The exhibition takes as its starting points the structures, ornamentation and navigation of internal domestic and public space. These ideas were developed through discussions with artists Miranda Blennerhassett, Aleana Egan, Andreas Kindler von Knobloch and Tanad Williams.
Miranda Blennerhassett’s work in staring forms utilises the iconic ‘log cabin’ quilting pattern that became popular in the USA during the mid-19th century. The centre of this pattern traditionally incorporates a red square to symbolise a hearth, with light and dark strips at each side representing sunlight shining in to the room.
In this new work, Blennerhassett has incorporated upholstery textiles over the painted wall and floor surfaces. This is to convey a sense of warmth and to evoke the use of fabric in domestic environments. It also makes reference to the history of quilt making, and the communal activity of shared creative female labour.
Aleana Egan’s work frequently draws on early to mid-20th century literature, design, and cultural iconography. In particular, the garments that Egan incorporates into her installations were made by hand. Thus, they embody a sensibility of personal refinement before mass-produced clothing became the convention.
Andreas Kindler von Knobloch and Tanad Williams’ sculptural installations and interventions often play with scale and accessibility. They hint at the imaginative potential within existing architectural structures and explore new ways of navigating the world through the built environment.
Kindler von Knobloch’s works in the exhibition are inspired by traditional Japanese sliding panel doors. The panels are coated in light sensitive cyanotype solution, historically used in the reproduction of architectural blueprints, and are freely moveable by visitors.
Obscuring and revealing views of the gallery space and artworks, encourages contemplative looking and exploration. It also controls the movement and flow of people through the exhibition area. The juxtaposition of craft aesthetics and infrastructural engineering shows a duality of human attitudes towards communal work and recreation environments.

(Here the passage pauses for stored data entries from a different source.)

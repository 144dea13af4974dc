/// Security audit trail for sandboxed runs
///
/// Events are emitted through `log` under the `scriptbox::audit` target at a
/// level derived from their severity, and appended as JSON lines to an audit
/// file when one is configured.
use crate::config::types::{Result, ScriptboxError};
use chrono::{DateTime, Utc};
use log::{error, info, warn};
use serde::{Deserialize, Serialize};
use std::fs::{File, OpenOptions};
use std::io::Write;
use std::path::{Path, PathBuf};
use std::sync::{Mutex, OnceLock};
use uuid::Uuid;

const AUDIT_TARGET: &str = "scriptbox::audit";

#[derive(Debug, Clone, Copy, Serialize, Deserialize, PartialEq, Eq, PartialOrd, Ord)]
pub enum SecuritySeverity {
    Low,
    Medium,
    High,
    Critical,
}

#[derive(Debug, Clone, Copy, Serialize, Deserialize, PartialEq, Eq)]
pub enum SecurityEventType {
    ExecutionStart,
    ExecutionEnd,
    WallTimeLimitViolation,
    MemoryLimitViolation,
    OutputLimitViolation,
    FileSizeLimitViolation,
    ForcedKill,
    ControlDegraded,
    SandboxUnavailable,
    ExecutionCancelled,
    CleanupSuccess,
    CleanupFailure,
    HighRiskScript,
}

impl SecurityEventType {
    pub fn default_severity(&self) -> SecuritySeverity {
        match self {
            SecurityEventType::ExecutionStart
            | SecurityEventType::ExecutionEnd
            | SecurityEventType::CleanupSuccess => SecuritySeverity::Low,
            SecurityEventType::OutputLimitViolation
            | SecurityEventType::FileSizeLimitViolation
            | SecurityEventType::ExecutionCancelled => SecuritySeverity::Medium,
            SecurityEventType::WallTimeLimitViolation
            | SecurityEventType::MemoryLimitViolation
            | SecurityEventType::ForcedKill
            | SecurityEventType::ControlDegraded
            | SecurityEventType::SandboxUnavailable
            | SecurityEventType::HighRiskScript => SecuritySeverity::High,
            SecurityEventType::CleanupFailure => SecuritySeverity::Critical,
        }
    }
}

#[derive(Debug, Clone, Serialize, Deserialize)]
pub struct SecurityEvent {
    pub event_type: SecurityEventType,
    pub severity: SecuritySeverity,
    pub timestamp: DateTime<Utc>,
    pub details: String,
    #[serde(skip_serializing_if = "Option::is_none")]
    pub run_id: Option<Uuid>,
    #[serde(skip_serializing_if = "Option::is_none")]
    pub upload_id: Option<Uuid>,
    #[serde(skip_serializing_if = "Option::is_none")]
    pub user_id: Option<String>,
    #[serde(skip_serializing_if = "Option::is_none")]
    pub file_path: Option<String>,
    #[serde(skip_serializing_if = "Option::is_none")]
    pub pid: Option<i32>,
}

impl SecurityEvent {
    pub fn new(event_type: SecurityEventType, details: impl Into<String>) -> Self {
        Self {
            event_type,
            severity: event_type.default_severity(),
            timestamp: Utc::now(),
            details: details.into(),
            run_id: None,
            upload_id: None,
            user_id: None,
            file_path: None,
            pid: None,
        }
    }

    pub fn with_run_id(mut self, run_id: Uuid) -> Self {
        self.run_id = Some(run_id);
        self
    }

    pub fn with_upload(mut self, upload_id: Uuid, user_id: &str) -> Self {
        self.upload_id = Some(upload_id);
        self.user_id = Some(user_id.to_string());
        self
    }

    pub fn with_file_path(mut self, path: &Path) -> Self {
        self.file_path = Some(path.display().to_string());
        self
    }

    pub fn with_pid(mut self, pid: i32) -> Self {
        self.pid = Some(pid);
        self
    }

    pub fn with_severity(mut self, severity: SecuritySeverity) -> Self {
        self.severity = severity;
        self
    }
}

/// Audit logger with an append-only JSON-lines file
pub struct SecurityLogger {
    audit_file: Mutex<File>,
    audit_path: PathBuf,
}

impl SecurityLogger {
    pub fn new(audit_path: PathBuf) -> Result<Self> {
        if let Some(parent) = audit_path.parent().filter(|p| !p.as_os_str().is_empty()) {
            std::fs::create_dir_all(parent).map_err(|e| {
                ScriptboxError::Config(format!("Failed to create audit log directory: {}", e))
            })?;
        }

        let audit_file = OpenOptions::new()
            .create(true)
            .append(true)
            .open(&audit_path)
            .map_err(|e| {
                ScriptboxError::Config(format!(
                    "Failed to open audit log {}: {}",
                    audit_path.display(),
                    e
                ))
            })?;

        Ok(Self {
            audit_file: Mutex::new(audit_file),
            audit_path,
        })
    }

    pub fn log_security_event(&self, event: &SecurityEvent) {
        emit_to_log(event);

        let line = match serde_json::to_string(event) {
            Ok(line) => line,
            Err(e) => {
                error!(target: AUDIT_TARGET, "Failed to serialize audit event: {}", e);
                return;
            }
        };
        match self.audit_file.lock() {
            Ok(mut file) => {
                if let Err(e) = writeln!(file, "{}", line).and_then(|_| file.flush()) {
                    error!(target: AUDIT_TARGET, "Failed to write audit log: {}", e);
                }
            }
            Err(_) => error!(target: AUDIT_TARGET, "Audit log lock poisoned"),
        }
    }

    pub fn audit_path(&self) -> &Path {
        &self.audit_path
    }
}

fn emit_to_log(event: &SecurityEvent) {
    let run = event
        .run_id
        .map(|id| format!(" run={}", id))
        .unwrap_or_default();
    match event.severity {
        SecuritySeverity::Critical | SecuritySeverity::High => {
            error!(target: AUDIT_TARGET, "{:?}{} - {}", event.event_type, run, event.details)
        }
        SecuritySeverity::Medium => {
            warn!(target: AUDIT_TARGET, "{:?}{} - {}", event.event_type, run, event.details)
        }
        SecuritySeverity::Low => {
            info!(target: AUDIT_TARGET, "{:?}{} - {}", event.event_type, run, event.details)
        }
    }
}

static SECURITY_LOGGER: OnceLock<SecurityLogger> = OnceLock::new();

/// Install the process-wide audit file. Events before this go to `log` only.
pub fn init_security_logger(audit_path: PathBuf) -> Result<()> {
    let logger = SecurityLogger::new(audit_path)?;
    let path = logger.audit_path().to_path_buf();
    if SECURITY_LOGGER.set(logger).is_err() {
        warn!(target: AUDIT_TARGET, "Audit logger already initialized; ignoring {}", path.display());
    } else {
        info!(target: AUDIT_TARGET, "Audit log at {}", path.display());
    }
    Ok(())
}

pub fn log_security_event(event: SecurityEvent) {
    match SECURITY_LOGGER.get() {
        Some(logger) => logger.log_security_event(&event),
        None => emit_to_log(&event),
    }
}

/// Convenience constructors for the events the pipeline emits
pub mod events {
    use super::*;
    use crate::config::types::{BlockedReason, ExitStatus, FileKind};
    use std::time::Duration;

    pub fn execution_start(run_id: Uuid, upload_id: Uuid, user_id: &str, kind: FileKind) {
        log_security_event(
            SecurityEvent::new(
                SecurityEventType::ExecutionStart,
                format!("starting {} script", kind),
            )
            .with_run_id(run_id)
            .with_upload(upload_id, user_id),
        );
    }

    pub fn execution_end(run_id: Uuid, status: ExitStatus, wall_time: f64, degraded: bool) {
        let mut event = SecurityEvent::new(
            SecurityEventType::ExecutionEnd,
            format!(
                "finished with {} after {:.3}s{}",
                status,
                wall_time,
                if degraded { " (degraded isolation)" } else { "" }
            ),
        )
        .with_run_id(run_id);
        if status.is_unsafe_outcome() {
            event = event.with_severity(SecuritySeverity::Medium);
        }
        log_security_event(event);
    }

    pub fn wall_time_exceeded(run_id: Uuid, limit: Duration) {
        log_security_event(
            SecurityEvent::new(
                SecurityEventType::WallTimeLimitViolation,
                format!("wall time limit of {:?} exceeded", limit),
            )
            .with_run_id(run_id),
        );
    }

    pub fn limit_blocked(run_id: Uuid, reason: BlockedReason, limit: u64) {
        let event_type = match reason {
            BlockedReason::MemoryLimit => SecurityEventType::MemoryLimitViolation,
            BlockedReason::OutputLimit => SecurityEventType::OutputLimitViolation,
            BlockedReason::FileSizeLimit => SecurityEventType::FileSizeLimitViolation,
        };
        log_security_event(
            SecurityEvent::new(event_type, format!("{} of {} bytes exceeded", reason, limit))
                .with_run_id(run_id),
        );
    }

    pub fn forced_kill(run_id: Uuid, pid: i32, why: &str) {
        log_security_event(
            SecurityEvent::new(
                SecurityEventType::ForcedKill,
                format!("SIGKILL sent to process group {}: {}", pid, why),
            )
            .with_run_id(run_id)
            .with_pid(pid),
        );
    }

    pub fn control_degraded(run_id: Uuid, missing: &[String], cause: &str) {
        log_security_event(
            SecurityEvent::new(
                SecurityEventType::ControlDegraded,
                format!(
                    "running without {} ({})",
                    missing.join(", "),
                    cause
                ),
            )
            .with_run_id(run_id),
        );
    }

    pub fn sandbox_unavailable(run_id: Uuid, cause: &str) {
        log_security_event(
            SecurityEvent::new(SecurityEventType::SandboxUnavailable, cause.to_string())
                .with_run_id(run_id),
        );
    }

    pub fn execution_cancelled(run_id: Uuid) {
        log_security_event(
            SecurityEvent::new(
                SecurityEventType::ExecutionCancelled,
                "execution cancelled by caller",
            )
            .with_run_id(run_id),
        );
    }

    pub fn cleanup_outcome(run_id: Uuid, path: &Path, error: Option<&std::io::Error>) {
        let event = match error {
            None => SecurityEvent::new(SecurityEventType::CleanupSuccess, "workspace removed"),
            Some(e) => {
                crate::observability::metrics::get_metrics()
                    .cleanup_failures
                    .inc();
                SecurityEvent::new(
                    SecurityEventType::CleanupFailure,
                    format!("workspace removal failed: {}", e),
                )
            }
        };
        log_security_event(event.with_run_id(run_id).with_file_path(path));
    }

    pub fn high_risk_script(upload_id: Uuid, user_id: &str, filename: &str, score: u32) {
        log_security_event(
            SecurityEvent::new(
                SecurityEventType::HighRiskScript,
                format!("{} scored {} on static analysis", filename, score),
            )
            .with_upload(upload_id, user_id),
        );
    }
}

Meanwhile, Williams continues his engagement with surfaces. He implements standard building and construction materials to replicate textures and geological strata. The patterns and finishes of bespoke domestic interior decoration (such as marble countertops) combined with the increasingly specialized culture of hand-craftsmanship (stone carvers, glaziers, weavers), are echoed in Williams’ parquet floor/tectonic plate inspired sculptures.
His use of man-made plastic-based materials (foam, resin) is pertinent to the discovery of the newest layer in the geological record, ‘Plastiglomerate’. This is the name given to the agglomerate of used-plastic debris with natural materials that is forming over the parts of the Earth’s surface. Williams calls attention to the ecological issues of artistic practice in the context of climate catastrophe, and the world beyond the interior.
Each of the four artists is either a current or previous studio member at Temple Bar Gallery + Studios. This exhibition features as part of the Building Stories programme in the Dublin International Literature Festival 2019.
It will run from May 2 to June 28. Admission is free.